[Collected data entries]

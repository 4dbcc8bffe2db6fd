//! depsym CLI entry point
//!
//! Parses the command line, runs the selected command and turns failures
//! into a user-friendly message with exit code 1.
//!
//! - `generate` - Write the `Versions` and `Libs` Kotlin objects into buildSrc
//! - `properties` - Merge version keys into gradle.properties
//! - `list` - Show the generated names of every dependency

use anyhow::Result;
use clap::Parser;
use depsym_cli::cli;
use depsym_cli::core::user_friendly_error;

#[tokio::main]
async fn main() -> Result<()> {
    let cli = cli::Cli::parse();

    // Set up colored output for Windows
    #[cfg(windows)]
    colored::control::set_virtual_terminal(true).ok();

    match cli.execute().await {
        Ok(()) => Ok(()),
        Err(e) => {
            let error_ctx = user_friendly_error(e);
            error_ctx.display();
            std::process::exit(1);
        }
    }
}
use depsym_cli::test_utils::{SAMPLE_REPORT, write_project};
use predicates::prelude::*;
use std::fs;
use tempfile::TempDir;

use super::depsym;

#[test]
fn test_properties_merges_into_existing_file() {
    let temp = TempDir::new().unwrap();
    write_project(temp.path(), SAMPLE_REPORT, None);
    let path = temp.path().join("gradle.properties");
    fs::write(&path, "org.gradle.jvmargs=-Xmx2g\nversion.okhttp=3.0.0\n").unwrap();

    depsym(temp.path())
        .arg("properties")
        .assert()
        .success()
        .stdout(predicate::str::contains("Updated"));

    let content = fs::read_to_string(&path).unwrap();
    assert!(content.starts_with("org.gradle.jvmargs=-Xmx2g\n"));
    assert!(content.contains("plugin.org.jetbrains.kotlin.jvm=1.3.50"));
    assert!(content.contains("version.okhttp=3.12.1\n#  # available=4.2.2"));
    assert!(!content.contains("version.okhttp=3.0.0"));
}

#[test]
fn test_properties_is_idempotent() {
    let temp = TempDir::new().unwrap();
    write_project(temp.path(), SAMPLE_REPORT, None);
    let path = temp.path().join("custom.properties");

    depsym(temp.path()).arg("properties").arg("--file").arg(&path).assert().success();
    let first = fs::read_to_string(&path).unwrap();
    depsym(temp.path()).arg("properties").arg("--file").arg(&path).assert().success();

    assert_eq!(fs::read_to_string(&path).unwrap(), first);
    assert!(!temp.path().join("gradle.properties").exists());
}

#[test]
fn test_properties_unwritable_target() {
    let temp = TempDir::new().unwrap();
    write_project(temp.path(), SAMPLE_REPORT, None);
    fs::create_dir(temp.path().join("gradle.properties")).unwrap();

    depsym(temp.path())
        .arg("properties")
        .assert()
        .failure()
        .code(1)
        .stderr(predicate::str::contains("Cannot write file"));
}
//! Integration test suite for depsym
//!
//! End-to-end tests that run the `depsym` binary against a temporary
//! project directory.
//!
//! # Running Integration Tests
//!
//! ```bash
//! cargo test --test integration
//! ```
//!
//! # Test Organization
//!
//! - **generate**: buildSrc generation
//! - **properties**: gradle.properties merging
//! - **list**: Table and JSON listing
//! - **error_scenarios**: Exit codes and messages for bad input

use assert_cmd::Command;
use std::path::Path;

mod error_scenarios;
mod generate;
mod list;
mod properties;

/// `depsym` command rooted at `project_dir`, without colors.
pub fn depsym(project_dir: &Path) -> Command {
    let mut cmd = Command::cargo_bin("depsym").unwrap();
    cmd.arg("--project-dir").arg(project_dir).env("NO_COLOR", "1").env_remove("RUST_LOG");
    cmd
}
//! Version stability classification
//!
//! depsym never compares versions. The only question it asks of a version
//! string is whether it looks like a stable release, so that pre-release
//! candidates can be left out of update annotations on request.

use regex::Regex;
use serde::{Deserialize, Serialize};
use std::sync::OnceLock;

/// Keywords marking a version as a final release regardless of its shape.
const STABLE_KEYWORDS: &[&str] = &["RELEASE", "FINAL", "GA"];

fn stable_pattern() -> &'static Regex {
    static PATTERN: OnceLock<Regex> = OnceLock::new();
    PATTERN.get_or_init(|| Regex::new(r"^[0-9,.v-]+$").expect("static regex is valid"))
}

/// Whether `version` looks like a pre-release (alpha, beta, rc, milestone, snapshot, ...).
///
/// ```rust
/// use depsym_cli::version::is_non_stable;
///
/// assert!(!is_non_stable("1.3.50"));
/// assert!(!is_non_stable("5.2.0.RELEASE"));
/// assert!(is_non_stable("1.4-M1"));
/// assert!(is_non_stable("2.0.0-rc01"));
/// ```
pub fn is_non_stable(version: &str) -> bool {
    let upper = version.to_uppercase();
    let has_stable_keyword = STABLE_KEYWORDS.iter().any(|keyword| upper.contains(keyword));
    !(has_stable_keyword || stable_pattern().is_match(version))
}

/// Which update candidates are worth annotating.
#[derive(Debug, Clone, Copy, Default, PartialEq, Eq, Serialize, Deserialize)]
#[serde(rename_all = "kebab-case")]
pub enum StabilityPolicy {
    /// Annotate every candidate the report offers
    #[default]
    AcceptAll,
    /// Drop candidates classified by [`is_non_stable`]
    RejectNonStable,
}

impl StabilityPolicy {
    pub fn accepts(self, version: &str) -> bool {
        match self {
            Self::AcceptAll => true,
            Self::RejectNonStable => !is_non_stable(version),
        }
    }
}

*Required action:* Copy out, in full, each line above that has the word "Deserialize" in it.

*Written response:*
use serde::{Deserialize, Serialize};
#[derive(Debug, Clone, Copy, Default, PartialEq, Eq, Serialize, Deserialize)]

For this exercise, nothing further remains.